The array you are showing is the Fourier Transform coefficients of the audio signal. These coefficients can be used to get the frequency content of the audio. The FFT is defined for complex valued input functions, so the coefficients you get out will be imaginary numbers even though your input is all real values. In order to get the amount of power in each frequency, you need to calculate the magnitude of the FFT coefficient for each frequency. This is not just the real component of the coefficient, you need to calculate the square root of the sum of the square of its real and imaginary components. That is, if your coefficient is a + b*j, then its magnitude is sqrt(a^2 + b^2).
Once you have calculated the magnitude of each FFT coefficient, you need to figure out which audio frequency each FFT coefficient belongs to. An N point FFT will give you the frequency content of your signal at N equally spaced frequencies, starting at 0. Because your sampling frequency is 44100 samples / sec. and the number of points in your FFT is 256, your frequency spacing is 44100 / 256 = 172 Hz (approximately)

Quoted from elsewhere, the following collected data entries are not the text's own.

//! Task registry service
//!
//! The central mutation path. Every create/update/delete emits a
//! human-readable activity entry describing what changed; those writes are
//! best-effort and never fail the task operation itself.

use bson::{doc, oid::ObjectId};
use chrono::Utc;
use tracing::warn;

use crate::db::schemas::{
    format_sequence_id, ActivityDoc, TaskDoc, TASK_COLLECTION, TASK_SEQUENCE,
};
use crate::db::{MongoClient, MongoCollection};
use crate::services::{wrap_store, ActivityService};
use crate::types::{Result, SponsicoreError};

/// The user performing a task mutation, recorded on its activity entries
#[derive(Debug, Clone)]
pub struct Actor {
    pub user_id: String,
    pub user_name: String,
}

#[derive(Clone)]
pub struct TaskService {
    mongo: MongoClient,
    tasks: MongoCollection<TaskDoc>,
    activities: ActivityService,
}

impl TaskService {
    pub async fn new(mongo: &MongoClient, activities: ActivityService) -> Result<Self> {
        Ok(Self {
            mongo: mongo.clone(),
            tasks: mongo.collection(TASK_COLLECTION).await?,
            activities,
        })
    }

    /// Create a task, assigning an "SC-%02d" business id when absent
    pub async fn create_task(&self, mut task: TaskDoc, actor: &Actor) -> Result<TaskDoc> {
        if task.task_id.as_deref().map_or(true, str::is_empty) {
            let seq = self
                .mongo
                .next_sequence(TASK_SEQUENCE)
                .await
                .map_err(|e| wrap_store("Failed to create task", e))?;
            task.task_id = Some(format_sequence_id("SC", seq));
        }

        let now = Utc::now();
        task.created_at = now;
        task.updated_at = now;
        task.is_deleted = false;

        task.id = None;
        let id = self
            .tasks
            .insert_one(&task)
            .await
            .map_err(|e| wrap_store("Failed to create task", e))?;
        task.id = Some(id);

        let title = task.task_title.clone().unwrap_or_default();
        self.record_activity(ActivityDoc {
            id: None,
            task_id: task.task_id.clone(),
            task_title: task.task_title.clone(),
            project_id: embedded_project_id(&task),
            user_id: Some(actor.user_id.clone()),
            user_name: Some(actor.user_name.clone()),
            avatar_url: None,
            activity_title: Some("created new Task".to_string()),
            activity_description: Some(format!("Created task {}", title)),
            state_from: None,
            state_to: None,
            created_at: now,
            is_deleted: false,
        })
        .await;

        Ok(task)
    }

    /// Lookup by internal id among non-deleted tasks
    pub async fn get_task_by_id(&self, id: &str) -> Result<TaskDoc> {
        let oid = ObjectId::parse_str(id)
            .map_err(|_| SponsicoreError::NotFound("Task not found".to_string()))?;

        self.tasks
            .find_one(doc! { "_id": oid })
            .await
            .map_err(|e| wrap_store("Failed to retrieve task", e))?
            .ok_or_else(|| SponsicoreError::NotFound("Task not found".to_string()))
    }

    /// All non-deleted tasks
    pub async fn get_all_tasks(&self) -> Result<Vec<TaskDoc>> {
        self.tasks
            .find_many(doc! {})
            .await
            .map_err(|e| wrap_store("Failed to retrieve tasks", e))
    }

    /// Full replace keyed by business id, with a change-diff activity entry
    ///
    /// Internal id, business id and the original creation time survive the
    /// replace; everything else is taken from the incoming task.
    pub async fn update_task(
        &self,
        task_id: &str,
        mut updated: TaskDoc,
        actor: &Actor,
    ) -> Result<TaskDoc> {
        let existing = self
            .tasks
            .find_one(doc! { "taskId": task_id })
            .await
            .map_err(|e| wrap_store("Failed to update task", e))?
            .ok_or_else(|| SponsicoreError::NotFound("Task not found".to_string()))?;
        let internal_id = existing
            .id
            .ok_or_else(|| SponsicoreError::Internal("Task document missing _id".to_string()))?;

        let changes = diff_tasks(&existing, &updated);

        updated.id = existing.id;
        updated.task_id = existing.task_id.clone();
        updated.created_at = existing.created_at;
        updated.updated_at = Utc::now();
        updated.is_deleted = false;

        self.tasks
            .replace_one(doc! { "_id": internal_id }, &updated)
            .await
            .map_err(|e| wrap_store("Failed to update task", e))?;

        if !changes.descriptions.is_empty() {
            self.record_activity(ActivityDoc {
                id: None,
                task_id: updated.task_id.clone(),
                task_title: updated.task_title.clone(),
                project_id: embedded_project_id(&updated),
                user_id: Some(actor.user_id.clone()),
                user_name: Some(actor.user_name.clone()),
                avatar_url: None,
                activity_title: Some(changes.titles.join(", ")),
                activity_description: Some(changes.descriptions.join(", ")),
                state_from: Some(format!("{}|{}", existing.status, existing.priority)),
                state_to: Some(format!("{}|{}", updated.status, updated.priority)),
                created_at: updated.updated_at,
                is_deleted: false,
            })
            .await;
        }

        Ok(updated)
    }

    /// Flag a task deleted, returning the pre-image
    pub async fn soft_delete_task(&self, task_id: &str, actor: &Actor) -> Result<TaskDoc> {
        let task = self
            .tasks
            .find_one(doc! { "taskId": task_id })
            .await
            .map_err(|e| wrap_store("Failed to delete task", e))?
            .ok_or_else(|| SponsicoreError::NotFound("Task not found".to_string()))?;
        let internal_id = task
            .id
            .ok_or_else(|| SponsicoreError::Internal("Task document missing _id".to_string()))?;

        let now = Utc::now();
        let now_bson = bson::to_bson(&now)
            .map_err(|e| SponsicoreError::Internal(format!("Timestamp encoding failed: {}", e)))?;
        self.tasks
            .update_one(
                doc! { "_id": internal_id },
                doc! { "$set": { "isDeleted": true, "updatedAt": now_bson } },
            )
            .await
            .map_err(|e| wrap_store("Failed to delete task", e))?;

        let title = task.task_title.clone().unwrap_or_default();
        self.record_activity(ActivityDoc {
            id: None,
            task_id: task.task_id.clone(),
            task_title: task.task_title.clone(),
            project_id: embedded_project_id(&task),
            user_id: Some(actor.user_id.clone()),
            user_name: Some(actor.user_name.clone()),
            avatar_url: None,
            activity_title: Some("deleted Task".to_string()),
            activity_description: Some(format!("Deleted task {}", title)),
            state_from: None,
            state_to: None,
            created_at: now,
            is_deleted: false,
        })
        .await;

        Ok(task)
    }

    /// Non-deleted activities for a task, newest first
    pub async fn get_task_activities(&self, task_id: &str) -> Result<Vec<ActivityDoc>> {
        self.activities.get_activities_by_task_id(task_id).await
    }

    /// Best-effort audit write: a failure is logged, never surfaced
    async fn record_activity(&self, activity: ActivityDoc) {
        let task_id = activity.task_id.clone().unwrap_or_default();
        if let Err(e) = self.activities.log_activity(activity).await {
            warn!("Failed to record activity for task {}: {}", task_id, e);
        }
    }
}

fn embedded_project_id(task: &TaskDoc) -> Option<String> {
    task.project.as_ref().and_then(|p| p.project_id.clone())
}

/// Per-field change fragments for an update's activity entry
struct TaskChanges {
    descriptions: Vec<String>,
    titles: Vec<String>,
}

/// Diff the four user-visible fields of a task
///
/// Each changed field contributes one description line and one title
/// fragment; an update that changes none of them produces no activity.
fn diff_tasks(existing: &TaskDoc, updated: &TaskDoc) -> TaskChanges {
    let mut descriptions = Vec::new();
    let mut titles = Vec::new();
    let task_ref = existing.task_id.clone().unwrap_or_default();

    if existing.task_title != updated.task_title {
        descriptions.push(format!(
            "{} > {}",
            existing.task_title.clone().unwrap_or_default(),
            updated.task_title.clone().unwrap_or_default()
        ));
        titles.push("renamed the task name".to_string());
    }

    if existing.description != updated.description {
        // the description arrow carries no surrounding spaces in the feed
        descriptions.push(format!(
            "{}>{}",
            existing.description.clone().unwrap_or_default(),
            updated.description.clone().unwrap_or_default()
        ));
        titles.push("changed description".to_string());
    }

    if existing.status != updated.status {
        descriptions.push(format!("Status: {} > {}", existing.status, updated.status));
        titles.push(format!("changes status on {}", task_ref));
    }

    if existing.priority != updated.priority {
        descriptions.push(format!("Priority: {} > {}", existing.priority, updated.priority));
        titles.push(format!("changes Priority on {}", task_ref));
    }

    TaskChanges {
        descriptions,
        titles,
    }
}

#[cfg(test)]
mod tests {
    use super::*;
    use crate::db::schemas::{Priority, TaskStatus};
    use chrono::Utc;

    fn sample_task() -> TaskDoc {
        TaskDoc {
            id: None,
            task_id: Some("SC-01".to_string()),
            task_title: Some("A".to_string()),
            description: Some("first".to_string()),
            due_date: None,
            comments: None,
            project: None,
            reporter: None,
            assignees: None,
            status: TaskStatus::Todo,
            priority: Priority::Low,
            attachment: None,
            is_deleted: false,
            created_at: Utc::now(),
            updated_at: Utc::now(),
        }
    }

    #[test]
    fn identical_tasks_produce_no_changes() {
        let task = sample_task();
        let changes = diff_tasks(&task, &task.clone());
        assert!(changes.descriptions.is_empty());
        assert!(changes.titles.is_empty());
    }

    #[test]
    fn title_change_produces_one_fragment_pair() {
        let existing = sample_task();
        let mut updated = existing.clone();
        updated.task_title = Some("B".to_string());

        let changes = diff_tasks(&existing, &updated);
        assert_eq!(changes.descriptions, vec!["A > B".to_string()]);
        assert_eq!(changes.titles, vec!["renamed the task name".to_string()]);
    }

    #[test]
    fn description_arrow_has_no_spaces() {
        let existing = sample_task();
        let mut updated = existing.clone();
        updated.description = Some("second".to_string());

        let changes = diff_tasks(&existing, &updated);
        assert_eq!(changes.descriptions, vec!["first>second".to_string()]);
        assert_eq!(changes.titles, vec!["changed description".to_string()]);
    }

    #[test]
    fn full_update_produces_all_four_fragments() {
        let existing = sample_task();
        let mut updated = existing.clone();
        updated.task_title = Some("B".to_string());
        updated.description = Some("second".to_string());
        updated.status = TaskStatus::Done;
        updated.priority = Priority::High;

        let changes = diff_tasks(&existing, &updated);
        assert_eq!(
            changes.descriptions.join(", "),
            "A > B, first>second, Status: Todo > Done, Priority: Low > High"
        );
        assert_eq!(
            changes.titles.join(", "),
            "renamed the task name, changed description, changes status on SC-01, changes Priority on SC-01"
        );

        // state strings recorded on the activity entry
        let state_from = format!("{}|{}", existing.status, existing.priority);
        let state_to = format!("{}|{}", updated.status, updated.priority);
        assert_eq!(state_from, "Todo|Low");
        assert_eq!(state_to, "Done|High");
    }

    #[test]
    fn status_only_change_skips_title_and_description_fragments() {
        let existing = sample_task();
        let mut updated = existing.clone();
        updated.status = TaskStatus::InProgress;

        let changes = diff_tasks(&existing, &updated);
        assert_eq!(changes.descriptions, vec!["Status: Todo > InProgress".to_string()]);
        assert_eq!(changes.titles, vec!["changes status on SC-01".to_string()]);
    }
}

The first coefficient in your array will be the 0 frequency coefficient. That is basically the average power level for all frequencies. The rest of your coefficients will count up from 0 in multiples of 172 Hz until you get to 128. In an FFT, you only can measure frequencies up to half your sample points. Read these links on the Nyquist Frequency and Nyquist-Shannon Sampling Theorem if you are a glutton for punishment and need to know why, but the basic result is that your lower frequencies are going to be replicated or aliased in the higher frequency buckets. So the frequencies will start from 0, increase by 172 Hz for each coefficient up to the N/2 coefficient, then decrease by 172 Hz until the N – 1 coefficient.
That should be enough information to get you started. If you would like a much more approachable introduction to FFTs than is given on Wikipedia, you could try Understanding Digital Signal Processing: 2nd Ed.. It was very helpful for me.
So that is what those numbers represent. Converting to a percentage of height could be done by scaling each frequency component magnitude by the sum of all component magnitudes. Although, that would only give you a representation of the relative frequency distribution, and not the actual power for each frequency. You could try scaling by the maximum magnitude possible for a frequency component, but I’m not sure that that would display very well. The quickest way to find a workable scaling factor would be to experiment on loud and soft audio signals to find the right setting.
Finally, you should be averaging the two channels together if you want to show the frequency content of the entire audio signal as a whole. You are mixing the stereo audio into mono audio and showing the combined frequencies. If you want two separate displays for right and left frequencies, then you will need to perform the Fourier Transform on each channel separately.
Although this thread is years old, I found it very helpful. I just wanted to give my input to anyone who finds this and are trying to create something similar.
As for the division into bars this should not be done as antti suggest, by dividing the data equally based on the number of bars. The most useful would be to divide the data into octave parts, each octave being double the frequency of the previous. (ie. 100hz is one octave above 50hz, which is one octave above 25hz).
Depending on how many bars you want, you divide the whole range into 1/X octave ranges.
Based on a given center frequency of A on the bar, you get the upper and lower limits of the bar from:
upper limit = A * 2 ^ ( 1 / 2X ) lower limit = A / 2 ^ ( 1 / 2X )
To calculate the next adjoining center frequency you use a similar calculation:
next lower = A / 2 ^ ( 1 / X ) next higher = A * 2 ^ ( 1 / X )
You then average the data that fits into these ranges to get the amplitude for each bar.
We want to divide into 1/3 octaves ranges and we start with a center frequency of 1khz.
Upper limit = 1000 * 2 ^ ( 1 / ( 2 * 3 ) ) = 1122.5 Lower limit = 1000 / 2 ^ ( 1 / ( 2 * 3 ) ) = 890.9
Given 44100hz and 1024 samples (43hz between each data point) we should average out values 21 through 26. ( 890.9 / 43 = 20.72 ~ 21 and 1122.5 / 43 = 26.10 ~ 26 )
(1/3 octave bars would get you around 30 bars between ~40hz and ~20khz).
As you can figure out by now, as we go higher we will average a larger range of numbers. Low bars typically only include 1 or a small number of data points. While the higher bars can be the average of hundreds of points. The reason being that 86hz is an octave above 43hz… while 10086hz sounds almost the same as 10043hz.
what you have is a sample whose length in time is 256/44100 = 0.00580499 seconds. This means that your frequency resolution is 1 / 0.00580499 = 172 Hz. The 256 values you get out from Python correspond to the frequencies, basically, from 86 Hz to 255*172+86 Hz = 43946 Hz. The numbers you get out are complex numbers (hence the “j” at the end of every second number).
EDITED: FIXED WRONG INFORMATION
You need to convert the complex numbers into amplitude by calculating the sqrt(i2 + j2) where i and j are the real and imaginary parts, resp.
If you want to have 32 bars, you should as far as I understand take the average of four successive amplitudes, getting 256 / 4 = 32 bars as you want.